Included publications had to:
- Be written in English.
- Be published after enactment of the Cures Act (beginning 1/1/2017 through 12/31/2023).
- Report quantitative or qualitative data.
- Describe patients or providers’ behaviors, attitudes, or experiences related to accessing test results through a portal.
Conference abstracts and review articles were included if they reported original data. Exclusion criteria included editorials and articles that addressed direct-to-consumer testing and pharmacogenetic testing. We excluded studies of patient portal use if they did not include data specific to test result access.
We used Covidence (Veritas Health Innovation, Melbourne, Australia) to screen and select articles and to perform data charting. We charted data using a form that we created and tested before use to ensure usability and adequate coverage of the literature. Screening, full-text review, and data charting were all performed dually by two authors, and discrepancies were resolved by the first author after discussion among the team.
For all included records, we extracted study characteristics, including the country of origin, setting, sample size, main aims, data sources, and mode of data collection. Although we did not perform a formal quality assessment, we recorded the study design as a marker of study rigor. For each study, we also extracted evidence, as applicable, about:
- The absolute or relative frequency of patient portal use for test result access.
- Patient characteristics associated with accessing test results through portals.
- Patient experiences and reactions toward test results provided through a portal.
- Attitudes and experiences of physicians and other clinicians related to patient access to test results via portal.
We summarized data both thematically and using counts and percentages.
Subject Matter Expert Interviews
We conducted qualitative interviews to understand SMEs’ experiences with implementing the rules of the 21st Century Cures Act and possible recommendations for other organizations. We developed a semistructured interview guide to provide a consistent approach to interviews. Questions focused on the information blocking rule and its implications for release of test results to patients through patient portals. The interview guide focused on organizational response to implementation of the Cures Act, patient experience, and implications of the Cures Act for clinical practice.
Between March and April 2023, the first author conducted 9 semistructured interviews that included 11 participants (2 interviews included 2 participants). Through purposive sampling, participants were invited from two broad groups.
The first group was composed of health information technology/informatics experts who work in public and private healthcare organizations or academic institutions (n = 7). All but two of these experts were physicians (the 2 nonclinicians were clinical informatics researchers), and their job titles included medical informaticist, program director, chief medical information officer, information technology services medical director, and professor of biomedical informatics.
The second group (n = 4) consisted of employees of federal agencies (National Institutes of Health, Centers for Disease Control and Prevention, and Veterans Health Administration) that have a mission relevant to healthcare or implementation of health policy.
Each interview lasted approximately 30 minutes. Participants consented to audio recording. Interviews were transcribed using speech-to-text recognition software and subsequently de-identified to maintain confidentiality of all participants.
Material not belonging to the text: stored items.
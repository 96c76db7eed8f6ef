//! The source/target collaborator interface.
//!
//! The engine reaches a live service only through [`ConfigStore`]; transport
//! and authentication live behind it. Outcomes the engine branches on
//! (exists, not found, conflict) are typed variants, never matched out of
//! response text.

pub mod http;
pub mod memory;

use async_trait::async_trait;
use thiserror::Error;

use crate::kind::ObjectKind;
use crate::model::{ConfigObject, Container, ContainerKind};

pub use http::{Auth, HttpStore};
pub use memory::MemoryStore;

#[derive(Error, Debug)]
pub enum StoreError {
    #[error("connection failed: {0}")]
    Connection(#[from] reqwest::Error),

    #[error("connectivity error: {0}")]
    Connectivity(String),

    #[error("authentication failed (status {status})")]
    Auth { status: u16 },

    #[error("not found: {0}")]
    NotFound(String),

    #[error("already exists: {0}")]
    Exists(String),

    #[error("conflict: {0}")]
    Conflict(String),

    #[error("validation rejected: {0}")]
    Validation(String),

    #[error("unsupported by this store: {0}")]
    Unsupported(String),
}

/// Minimal operations the engine consumes from a source or target service.
#[async_trait]
pub trait ConfigStore: Send + Sync {
    /// Containers of the given grouping unit. Stores that do not organize
    /// anything under `kind` return [`StoreError::Unsupported`].
    async fn list_containers(&self, kind: ContainerKind) -> Result<Vec<Container>, StoreError>;

    /// All objects of `kind` inside `container` (export walk).
    async fn list_objects(
        &self,
        kind: ObjectKind,
        container: &Container,
    ) -> Result<Vec<ConfigObject>, StoreError>;

    /// Fetch one object by natural key, `None` when absent. Used for the
    /// create-path probe on import, so absence is not an error.
    async fn get_object(
        &self,
        kind: ObjectKind,
        container: &str,
        identity: &str,
    ) -> Result<Option<ConfigObject>, StoreError>;

    /// Create a new object; returns the target-assigned identity.
    async fn create_object(&self, object: &ConfigObject) -> Result<String, StoreError>;

    /// Replace an existing object in place.
    async fn update_object(&self, object: &ConfigObject) -> Result<(), StoreError>;

    /// Create a container; returns the target-assigned uid.
    async fn create_container(
        &self,
        kind: ContainerKind,
        title: &str,
    ) -> Result<String, StoreError>;

    /// Human-readable store name for logs and reports.
    fn store_name(&self) -> &str;
}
A qualitative methodologist conducted a rapid content analysis of interview transcripts, identifying codes and categories within the data and integrating these to identify broader themes. Initial data analysis was performed by repeatedly reading transcripts. Codes were derived by highlighting words from the transcripts that seemed to capture the key idea or concept and a codebook was developed. Each transcript was analyzed in a similar manner until no more meaningful concepts emerged. The first author then reviewed the resulting codes and categories.